By | Published on Monday 16 May 2016


Facebook is in talks with the labels about securing licences to cover the music that appears in user-generated content on its platform, though seemingly on a much more limited basis than YouTube.

According to the New York Post, Facebook wants to license a limited catalogue of tracks that users will then be able to choose from when uploading their own visual content to the social network. The deals currently mainly relate to a product called Slideshow, which makes it easier for users to turn photos into a slideshow video with a soundtrack.

Warner is seemingly on board for a pilot, with a spokesperson for Facebook telling the Post: “We are always testing ways to help people better share their stories with friends. Slideshows are a new way for people to share photos and videos in a creative and succinct way. To date, we’ve been using Facebook-owned music to accompany these slideshows, we will now be testing the use of a limited amount of music from Warner Music Group”.

It’s not clear how Facebook will pay for music used in this way, ie whether it will charge the uploader a nominal licence fee (unlikely, but a route some have suggested as a more lucrative approach to music in UGC), place advertising alongside the finished product (more likely, and Facebook’s ad business is currently booming), or just take a hit.
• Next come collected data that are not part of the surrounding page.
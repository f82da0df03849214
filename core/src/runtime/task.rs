//! Task storage and completion handles

use alloc::boxed::Box;
use alloc::rc::Rc;
use alloc::vec::Vec;
use core::cell::Cell;
use core::future::Future;
use core::pin::Pin;
use core::task::{Context, Poll, Waker};

/// Identity of a spawned task
///
/// Slots are reused, so the generation tells a recycled slot apart from the
/// task that used to live there.
#[derive(Debug, Clone, Copy, PartialEq, Eq, PartialOrd, Ord, Hash)]
#[cfg_attr(feature = "defmt", derive(defmt::Format))]
pub struct TaskId {
    pub(crate) index: u32,
    pub(crate) generation: u32,
}

impl core::fmt::Display for TaskId {
    fn fmt(&self, f: &mut core::fmt::Formatter<'_>) -> core::fmt::Result {
        write!(f, "task {}.{}", self.index, self.generation)
    }
}

#[derive(Debug, Clone, Copy, PartialEq, Eq)]
pub(crate) enum TaskState {
    /// On the run queue
    Queued,
    /// On a timer queue and/or the I/O queue
    Waiting,
    /// Only a waker can bring it back
    Parked,
    /// Being polled right now
    Running,
}

pub(crate) type TaskFuture = Pin<Box<dyn Future<Output = ()>>>;

pub(crate) struct Task {
    /// `None` while the task is being polled
    pub(crate) future: Option<TaskFuture>,
    pub(crate) state: TaskState,
    /// Bumped on every queue transition; queue entries carrying an older
    /// epoch are stale and skipped.
    pub(crate) epoch: u32,
    pub(crate) cancel_requested: bool,
    pub(crate) waker: Waker,
}

struct Slot {
    generation: u32,
    task: Option<Task>,
}

/// Error returned when the task table is full
#[derive(Debug, Clone, Copy, PartialEq, Eq)]
#[cfg_attr(feature = "defmt", derive(defmt::Format))]
pub enum SpawnError {
    /// All `max_tasks` slots are occupied
    Capacity,
}

impl core::fmt::Display for SpawnError {
    fn fmt(&self, f: &mut core::fmt::Formatter<'_>) -> core::fmt::Result {
        match self {
            Self::Capacity => write!(f, "Task table full"),
        }
    }
}

impl core::error::Error for SpawnError {}

pub(crate) struct TaskTable {
    slots: Vec<Slot>,
    free: Vec<u32>,
    capacity: usize,
    live: usize,
}

impl TaskTable {
    pub(crate) fn new(capacity: usize) -> Self {
        Self {
            slots: Vec::new(),
            free: Vec::new(),
            capacity,
            live: 0,
        }
    }

    pub(crate) fn insert(
        &mut self,
        make: impl FnOnce(TaskId) -> Task,
    ) -> Result<TaskId, SpawnError> {
        let index = match self.free.pop() {
            Some(index) => index,
            None if self.slots.len() < self.capacity => {
                self.slots.push(Slot {
                    generation: 0,
                    task: None,
                });
                (self.slots.len() - 1) as u32
            }
            None => return Err(SpawnError::Capacity),
        };
        let slot = &mut self.slots[index as usize];
        let id = TaskId {
            index,
            generation: slot.generation,
        };
        slot.task = Some(make(id));
        self.live += 1;
        Ok(id)
    }

    pub(crate) fn get_mut(&mut self, id: TaskId) -> Option<&mut Task> {
        self.slots
            .get_mut(id.index as usize)
            .filter(|slot| slot.generation == id.generation)
            .and_then(|slot| slot.task.as_mut())
    }

    pub(crate) fn contains(&self, id: TaskId) -> bool {
        self.slots
            .get(id.index as usize)
            .is_some_and(|slot| slot.generation == id.generation && slot.task.is_some())
    }

    pub(crate) fn remove(&mut self, id: TaskId) -> Option<Task> {
        let slot = self
            .slots
            .get_mut(id.index as usize)
            .filter(|slot| slot.generation == id.generation)?;
        let task = slot.task.take()?;
        slot.generation = slot.generation.wrapping_add(1);
        self.free.push(id.index);
        self.live -= 1;
        Some(task)
    }

    /// Empty the table, handing the tasks back so they are dropped outside
    /// any borrow of the runtime.
    pub(crate) fn drain(&mut self) -> Vec<Task> {
        let mut drained = Vec::with_capacity(self.live);
        for (index, slot) in self.slots.iter_mut().enumerate() {
            if let Some(task) = slot.task.take() {
                slot.generation = slot.generation.wrapping_add(1);
                self.free.push(index as u32);
                drained.push(task);
            }
        }
        self.live = 0;
        drained
    }

    pub(crate) fn len(&self) -> usize {
        self.live
    }

    pub(crate) fn is_empty(&self) -> bool {
        self.live == 0
    }
}

/// The task was cancelled (or the runtime dropped) before it finished
#[derive(Debug, Clone, Copy, PartialEq, Eq)]
#[cfg_attr(feature = "defmt", derive(defmt::Format))]
pub struct Cancelled;

impl core::fmt::Display for Cancelled {
    fn fmt(&self, f: &mut core::fmt::Formatter<'_>) -> core::fmt::Result {
        write!(f, "Task cancelled")
    }
}

impl core::error::Error for Cancelled {}

pub(crate) struct Completion<T> {
    finished: Cell<bool>,
    output: Cell<Option<Result<T, Cancelled>>>,
    waiter: Cell<Option<Waker>>,
}

impl<T> Completion<T> {
    pub(crate) fn new() -> Self {
        Self {
            finished: Cell::new(false),
            output: Cell::new(None),
            waiter: Cell::new(None),
        }
    }

    fn resolve(&self, output: Result<T, Cancelled>) {
        self.finished.set(true);
        self.output.set(Some(output));
        if let Some(waker) = self.waiter.take() {
            waker.wake();
        }
    }
}

/// Resolves the completion as cancelled if the task future is dropped before
/// it produced a value.
struct CompletionGuard<T> {
    completion: Rc<Completion<T>>,
}

impl<T> CompletionGuard<T> {
    fn finish(self, output: T) {
        self.completion.resolve(Ok(output));
    }
}

impl<T> Drop for CompletionGuard<T> {
    fn drop(&mut self) {
        if !self.completion.finished.get() {
            self.completion.resolve(Err(Cancelled));
        }
    }
}

/// Box a future for the task table, routing its output to `completion`.
pub(crate) fn wrap<F>(future: F, completion: Rc<Completion<F::Output>>) -> TaskFuture
where
    F: Future + 'static,
    F::Output: 'static,
{
    let guard = CompletionGuard { completion };
    Box::pin(async move {
        let output = future.await;
        guard.finish(output);
    })
}

/// Awaitable result of a spawned task
///
/// Dropping the handle detaches the task; it keeps running.
pub struct JoinHandle<T> {
    id: TaskId,
    completion: Rc<Completion<T>>,
}

impl<T> JoinHandle<T> {
    pub(crate) fn new(id: TaskId, completion: Rc<Completion<T>>) -> Self {
        Self { id, completion }
    }

    pub fn id(&self) -> TaskId {
        self.id
    }

    /// The task completed, was cancelled, or was dropped with the runtime
    pub fn is_finished(&self) -> bool {
        self.completion.finished.get()
    }

    /// Take the result without waiting. `None` if the task is still live or
    /// the result was already taken.
    pub fn try_take(&self) -> Option<Result<T, Cancelled>> {
        self.completion.output.take()
    }
}

impl<T> Future for JoinHandle<T> {
    type Output = Result<T, Cancelled>;

    fn poll(self: Pin<&mut Self>, cx: &mut Context<'_>) -> Poll<Self::Output> {
        match self.completion.output.take() {
            Some(output) => Poll::Ready(output),
            None => {
                self.completion.waiter.set(Some(cx.waker().clone()));
                Poll::Pending
            }
        }
    }
}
Video, of course, has become a big deal on Facebook in recent years, and the social media firm recently launched a Content-ID-style system to help rights owners whose content is appearing on the social network without their permission. Though, unlike YouTube’s Content ID, Facebook’s Rights Manager does not currently include monetisation options.

The social media company is known to be experimenting with various monetisation models for rights owners whose content appears on its platform. Though Facebook bosses will obviously be aware of the issues that currently surround YouTube’s licences from the music industry, and will be wary of joining the Google-owned video platform in the firing line, where it too would be routinely slated in public by popstars and music execs. At the same time, it will also be wary of committing to the sorts of minimum guarantees the music industry generally wants from streaming platforms.

But Facebook can’t just bail on music – as it did when facing similar challenges in the past – because video is now too important, and video uploads mean music on the platform. The streamlined licences being negotiated for Slideshow, therefore, could be seen has baby-steps towards more full on alliances with the music rights owners. Though quite what those deals might look like remains to be seen.